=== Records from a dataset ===
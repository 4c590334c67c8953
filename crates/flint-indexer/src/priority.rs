//! OS-level thread-priority control for Background tasks.
//!
//! Workers drop to the idle scheduling class while running Background work
//! so interactive requests elsewhere in the process are not starved of CPU.
//! Both calls are best-effort: a kernel that refuses the switch leaves the
//! thread at its current priority, which is safe.

#[cfg(target_os = "linux")]
pub(crate) fn set_background() {
    set_policy(libc::SCHED_IDLE);
}

#[cfg(target_os = "linux")]
pub(crate) fn set_default() {
    set_policy(libc::SCHED_OTHER);
}

#[cfg(target_os = "linux")]
fn set_policy(policy: libc::c_int) {
    let param = libc::sched_param { sched_priority: 0 };
    // SAFETY: pid 0 targets the calling thread; param outlives the call.
    let rc = unsafe { libc::sched_setscheduler(0, policy, &param) };
    if rc != 0 {
        tracing::trace!(
            target = "flint.indexer",
            policy,
            errno = std::io::Error::last_os_error().raw_os_error(),
            "failed to change worker scheduling policy"
        );
    }
}

#[cfg(not(target_os = "linux"))]
pub(crate) fn set_background() {}

#[cfg(not(target_os = "linux"))]
pub(crate) fn set_default() {}
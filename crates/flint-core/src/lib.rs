//! Shared, dependency-minimized core types used across flint.

pub mod digest;
pub mod id;
pub mod path;

pub use digest::FileDigest;
pub use id::SymbolId;
pub use path::{file_uri_to_path, path_to_file_uri, AbsPathBuf, UriToPathError};
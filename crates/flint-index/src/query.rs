//! The merged query index and its atomically swappable handle.

use std::collections::{BTreeMap, HashMap};
use std::sync::Arc;

use arc_swap::ArcSwap;
use flint_core::SymbolId;

use crate::file_symbols::DuplicateHandling;
use crate::{Ref, Relation, Symbol};

/// An immutable point-in-time view over every aggregated file slab.
///
/// Built in one pass by [`crate::FileSymbols::build_index`] and published
/// through [`SwapIndex`]; queries never see a partially built index.
#[derive(Debug, Default)]
pub struct SymbolIndex {
    symbols: HashMap<SymbolId, Symbol>,
    by_name: BTreeMap<String, Vec<SymbolId>>,
    refs: HashMap<SymbolId, Vec<Ref>>,
    relations: HashMap<SymbolId, Vec<Relation>>,
    reference_tallies: HashMap<SymbolId, usize>,
    files: usize,
}

impl SymbolIndex {
    pub(crate) fn insert_symbol(&mut self, symbol: Symbol) {
        self.by_name
            .entry(symbol.name.clone())
            .or_default()
            .push(symbol.id);
        self.symbols.insert(symbol.id, symbol);
    }

    /// Insert a symbol that may already be present from another file's slab.
    ///
    /// A symbol declared in one file and defined in another is stored whole
    /// in both slabs, so id collisions here are the common case rather than
    /// an anomaly.
    pub(crate) fn merge_symbol(&mut self, symbol: Symbol, duplicates: DuplicateHandling) {
        if let Some(existing) = self.symbols.get_mut(&symbol.id) {
            match duplicates {
                DuplicateHandling::PickOne => {}
                DuplicateHandling::Merge => {
                    if existing.definition.is_none() && symbol.definition.is_some() {
                        *existing = symbol;
                    } else if existing.canonical_declaration.is_none() {
                        existing.canonical_declaration = symbol.canonical_declaration;
                    }
                }
            }
            return;
        }
        self.insert_symbol(symbol);
    }

    /// Order every reference list by location. Heavy builds pay for this so
    /// query results are stable across rebuilds.
    pub(crate) fn sort_refs(&mut self) {
        for refs in self.refs.values_mut() {
            refs.sort_by(|a, b| {
                (&a.location.file_uri, a.location.line, a.location.column).cmp(&(
                    &b.location.file_uri,
                    b.location.line,
                    b.location.column,
                ))
            });
        }
    }

    pub(crate) fn insert_refs(&mut self, id: SymbolId, refs: &[Ref], count_references: bool) {
        self.refs.entry(id).or_default().extend_from_slice(refs);
        if count_references {
            *self.reference_tallies.entry(id).or_default() += refs.len();
        }
    }

    pub(crate) fn insert_relation(&mut self, relation: Relation) {
        self.relations
            .entry(relation.subject)
            .or_default()
            .push(relation);
    }

    pub(crate) fn note_file(&mut self) {
        self.files += 1;
    }

    pub(crate) fn dedup_names(&mut self) {
        for ids in self.by_name.values_mut() {
            ids.sort_unstable();
            ids.dedup();
        }
    }

    pub fn symbol(&self, id: SymbolId) -> Option<&Symbol> {
        self.symbols.get(&id)
    }

    /// All symbols with exactly this name.
    pub fn lookup(&self, name: &str) -> Vec<&Symbol> {
        self.by_name
            .get(name)
            .map(|ids| ids.iter().filter_map(|id| self.symbols.get(id)).collect())
            .unwrap_or_default()
    }

    pub fn refs(&self, id: SymbolId) -> &[Ref] {
        self.refs.get(&id).map(Vec::as_slice).unwrap_or(&[])
    }

    pub fn relations_of(&self, subject: SymbolId) -> &[Relation] {
        self.relations
            .get(&subject)
            .map(Vec::as_slice)
            .unwrap_or(&[])
    }

    /// How many uses of `id` were seen in files whose references count
    /// toward global tallies (TU main files).
    pub fn reference_tally(&self, id: SymbolId) -> usize {
        self.reference_tallies.get(&id).copied().unwrap_or(0)
    }

    /// Number of file slabs merged into this index.
    pub fn file_count(&self) -> usize {
        self.files
    }

    pub fn symbol_count(&self) -> usize {
        self.symbols.len()
    }
}

/// Shared handle to the live query index.
///
/// Writers publish a fully built replacement with [`SwapIndex::swap`]; the
/// store is a single atomic pointer exchange. Readers take lock-free
/// snapshots and keep the old index alive for as long as they hold it.
#[derive(Debug, Default)]
pub struct SwapIndex {
    inner: ArcSwap<SymbolIndex>,
}

impl SwapIndex {
    pub fn new(initial: SymbolIndex) -> Self {
        Self {
            inner: ArcSwap::from_pointee(initial),
        }
    }

    pub fn snapshot(&self) -> Arc<SymbolIndex> {
        self.inner.load_full()
    }

    pub fn swap(&self, index: SymbolIndex) {
        self.inner.store(Arc::new(index));
    }
}

#[cfg(test)]
mod tests {
    use super::*;
    use crate::Location;

    fn symbol(id: u64, name: &str) -> Symbol {
        Symbol {
            id: SymbolId::from_raw(id),
            name: name.to_string(),
            canonical_declaration: None,
            definition: None,
        }
    }

    #[test]
    fn lookup_by_name_spans_ids() {
        let mut index = SymbolIndex::default();
        index.insert_symbol(symbol(1, "open"));
        index.insert_symbol(symbol(2, "open"));
        index.insert_symbol(symbol(3, "close"));
        index.dedup_names();

        assert_eq!(index.lookup("open").len(), 2);
        assert_eq!(index.lookup("close").len(), 1);
        assert!(index.lookup("missing").is_empty());
    }

    #[test]
    fn snapshots_survive_a_swap() {
        let swap = SwapIndex::default();
        let before = swap.snapshot();
        assert_eq!(before.symbol_count(), 0);

        let mut replacement = SymbolIndex::default();
        replacement.insert_symbol(symbol(7, "late"));
        swap.swap(replacement);

        // The old snapshot is unaffected; a fresh one sees the new index.
        assert_eq!(before.symbol_count(), 0);
        assert_eq!(swap.snapshot().symbol_count(), 1);
    }

    #[test]
    fn reference_tallies_only_count_flagged_files() {
        let mut index = SymbolIndex::default();
        let id = SymbolId::from_raw(9);
        let reference = Ref {
            location: Location::new("file:///p/a.cc", 1, 1),
        };
        index.insert_refs(id, &[reference.clone()], true);
        index.insert_refs(id, &[reference], false);

        assert_eq!(index.refs(id).len(), 2);
        assert_eq!(index.reference_tally(id), 1);
    }
}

=== DIRECTIONS FOR THIS TASK ===
Reprint every entry exactly.

=== WRITTEN RESPONSE ===
repository 4c590334c67c8953
filename crates/flint-indexer/src/priority.rs
//! OS-level thread-priority control for Background tasks.
//!
//! Workers drop to the idle scheduling class while running Background work
//! so interactive requests elsewhere in the process are not starved of CPU.
//! Both calls are best-effort: a kernel that refuses the switch leaves the
//! thread at its current priority, which is safe.

#[cfg(target_os = "linux")]
pub(crate) fn set_background() {
    set_policy(libc::SCHED_IDLE);
}

#[cfg(target_os = "linux")]
pub(crate) fn set_default() {
    set_policy(libc::SCHED_OTHER);
}

#[cfg(target_os = "linux")]
fn set_policy(policy: libc::c_int) {
    let param = libc::sched_param { sched_priority: 0 };
    // SAFETY: pid 0 targets the calling thread; param outlives the call.
    let rc = unsafe { libc::sched_setscheduler(0, policy, &param) };
    if rc != 0 {
        tracing::trace!(
            target = "flint.indexer",
            policy,
            errno = std::io::Error::last_os_error().raw_os_error(),
            "failed to change worker scheduling policy"
        );
    }
}

#[cfg(not(target_os = "linux"))]
pub(crate) fn set_background() {}

#[cfg(not(target_os = "linux"))]
pub(crate) fn set_default() {}
filename crates/flint-core/src/lib.rs
//! Shared, dependency-minimized core types used across flint.

pub mod digest;
pub mod id;
pub mod path;

pub use digest::FileDigest;
pub use id::SymbolId;
pub use path::{file_uri_to_path, path_to_file_uri, AbsPathBuf, UriToPathError};
filename crates/flint-index/src/query.rs
//! The merged query index and its atomically swappable handle.

use std::collections::{BTreeMap, HashMap};
use std::sync::Arc;

use arc_swap::ArcSwap;
use flint_core::SymbolId;

use crate::file_symbols::DuplicateHandling;
use crate::{Ref, Relation, Symbol};

/// An immutable point-in-time view over every aggregated file slab.
///
/// Built in one pass by [`crate::FileSymbols::build_index`] and published
/// through [`SwapIndex`]; queries never see a partially built index.
#[derive(Debug, Default)]
pub struct SymbolIndex {
    symbols: HashMap<SymbolId, Symbol>,
    by_name: BTreeMap<String, Vec<SymbolId>>,
    refs: HashMap<SymbolId, Vec<Ref>>,
    relations: HashMap<SymbolId, Vec<Relation>>,
    reference_tallies: HashMap<SymbolId, usize>,
    files: usize,
}

impl SymbolIndex {
    pub(crate) fn insert_symbol(&mut self, symbol: Symbol) {
        self.by_name
            .entry(symbol.name.clone())
            .or_default()
            .push(symbol.id);
        self.symbols.insert(symbol.id, symbol);
    }

    /// Insert a symbol that may already be present from another file's slab.
    ///
    /// A symbol declared in one file and defined in another is stored whole
    /// in both slabs, so id collisions here are the common case rather than
    /// an anomaly.
    pub(crate) fn merge_symbol(&mut self, symbol: Symbol, duplicates: DuplicateHandling) {
        if let Some(existing) = self.symbols.get_mut(&symbol.id) {
            match duplicates {
                DuplicateHandling::PickOne => {}
                DuplicateHandling::Merge => {
                    if existing.definition.is_none() && symbol.definition.is_some() {
                        *existing = symbol;
                    } else if existing.canonical_declaration.is_none() {
                        existing.canonical_declaration = symbol.canonical_declaration;
                    }
                }
            }
            return;
        }
        self.insert_symbol(symbol);
    }

    /// Order every reference list by location. Heavy builds pay for this so
    /// query results are stable across rebuilds.
    pub(crate) fn sort_refs(&mut self) {
        for refs in self.refs.values_mut() {
            refs.sort_by(|a, b| {
                (&a.location.file_uri, a.location.line, a.location.column).cmp(&(
                    &b.location.file_uri,
                    b.location.line,
                    b.location.column,
                ))
            });
        }
    }

    pub(crate) fn insert_refs(&mut self, id: SymbolId, refs: &[Ref], count_references: bool) {
        self.refs.entry(id).or_default().extend_from_slice(refs);
        if count_references {
            *self.reference_tallies.entry(id).or_default() += refs.len();
        }
    }

    pub(crate) fn insert_relation(&mut self, relation: Relation) {
        self.relations
            .entry(relation.subject)
            .or_default()
            .push(relation);
    }

    pub(crate) fn note_file(&mut self) {
        self.files += 1;
    }

    pub(crate) fn dedup_names(&mut self) {
        for ids in self.by_name.values_mut() {
            ids.sort_unstable();
            ids.dedup();
        }
    }

    pub fn symbol(&self, id: SymbolId) -> Option<&Symbol> {
        self.symbols.get(&id)
    }

    /// All symbols with exactly this name.
    pub fn lookup(&self, name: &str) -> Vec<&Symbol> {
        self.by_name
            .get(name)
            .map(|ids| ids.iter().filter_map(|id| self.symbols.get(id)).collect())
            .unwrap_or_default()
    }

    pub fn refs(&self, id: SymbolId) -> &[Ref] {
        self.refs.get(&id).map(Vec::as_slice).unwrap_or(&[])
    }

    pub fn relations_of(&self, subject: SymbolId) -> &[Relation] {
        self.relations
            .get(&subject)
            .map(Vec::as_slice)
            .unwrap_or(&[])
    }

    /// How many uses of `id` were seen in files whose references count
    /// toward global tallies (TU main files).
    pub fn reference_tally(&self, id: SymbolId) -> usize {
        self.reference_tallies.get(&id).copied().unwrap_or(0)
    }

    /// Number of file slabs merged into this index.
    pub fn file_count(&self) -> usize {
        self.files
    }

    pub fn symbol_count(&self) -> usize {
        self.symbols.len()
    }
}

/// Shared handle to the live query index.
///
/// Writers publish a fully built replacement with [`SwapIndex::swap`]; the
/// store is a single atomic pointer exchange. Readers take lock-free
/// snapshots and keep the old index alive for as long as they hold it.
#[derive(Debug, Default)]
pub struct SwapIndex {
    inner: ArcSwap<SymbolIndex>,
}

impl SwapIndex {
    pub fn new(initial: SymbolIndex) -> Self {
        Self {
            inner: ArcSwap::from_pointee(initial),
        }
    }

    pub fn snapshot(&self) -> Arc<SymbolIndex> {
        self.inner.load_full()
    }

    pub fn swap(&self, index: SymbolIndex) {
        self.inner.store(Arc::new(index));
    }
}

#[cfg(test)]
mod tests {
    use super::*;
    use crate::Location;

    fn symbol(id: u64, name: &str) -> Symbol {
        Symbol {
            id: SymbolId::from_raw(id),
            name: name.to_string(),
            canonical_declaration: None,
            definition: None,
        }
    }

    #[test]
    fn lookup_by_name_spans_ids() {
        let mut index = SymbolIndex::default();
        index.insert_symbol(symbol(1, "open"));
        index.insert_symbol(symbol(2, "open"));
        index.insert_symbol(symbol(3, "close"));
        index.dedup_names();

        assert_eq!(index.lookup("open").len(), 2);
        assert_eq!(index.lookup("close").len(), 1);
        assert!(index.lookup("missing").is_empty());
    }

    #[test]
    fn snapshots_survive_a_swap() {
        let swap = SwapIndex::default();
        let before = swap.snapshot();
        assert_eq!(before.symbol_count(), 0);

        let mut replacement = SymbolIndex::default();
        replacement.insert_symbol(symbol(7, "late"));
        swap.swap(replacement);

        // The old snapshot is unaffected; a fresh one sees the new index.
        assert_eq!(before.symbol_count(), 0);
        assert_eq!(swap.snapshot().symbol_count(), 1);
    }

    #[test]
    fn reference_tallies_only_count_flagged_files() {
        let mut index = SymbolIndex::default();
        let id = SymbolId::from_raw(9);
        let reference = Ref {
            location: Location::new("file:///p/a.cc", 1, 1),
        };
        index.insert_refs(id, &[reference.clone()], true);
        index.insert_refs(id, &[reference], false);

        assert_eq!(index.refs(id).len(), 2);
        assert_eq!(index.reference_tally(id), 1);
    }
}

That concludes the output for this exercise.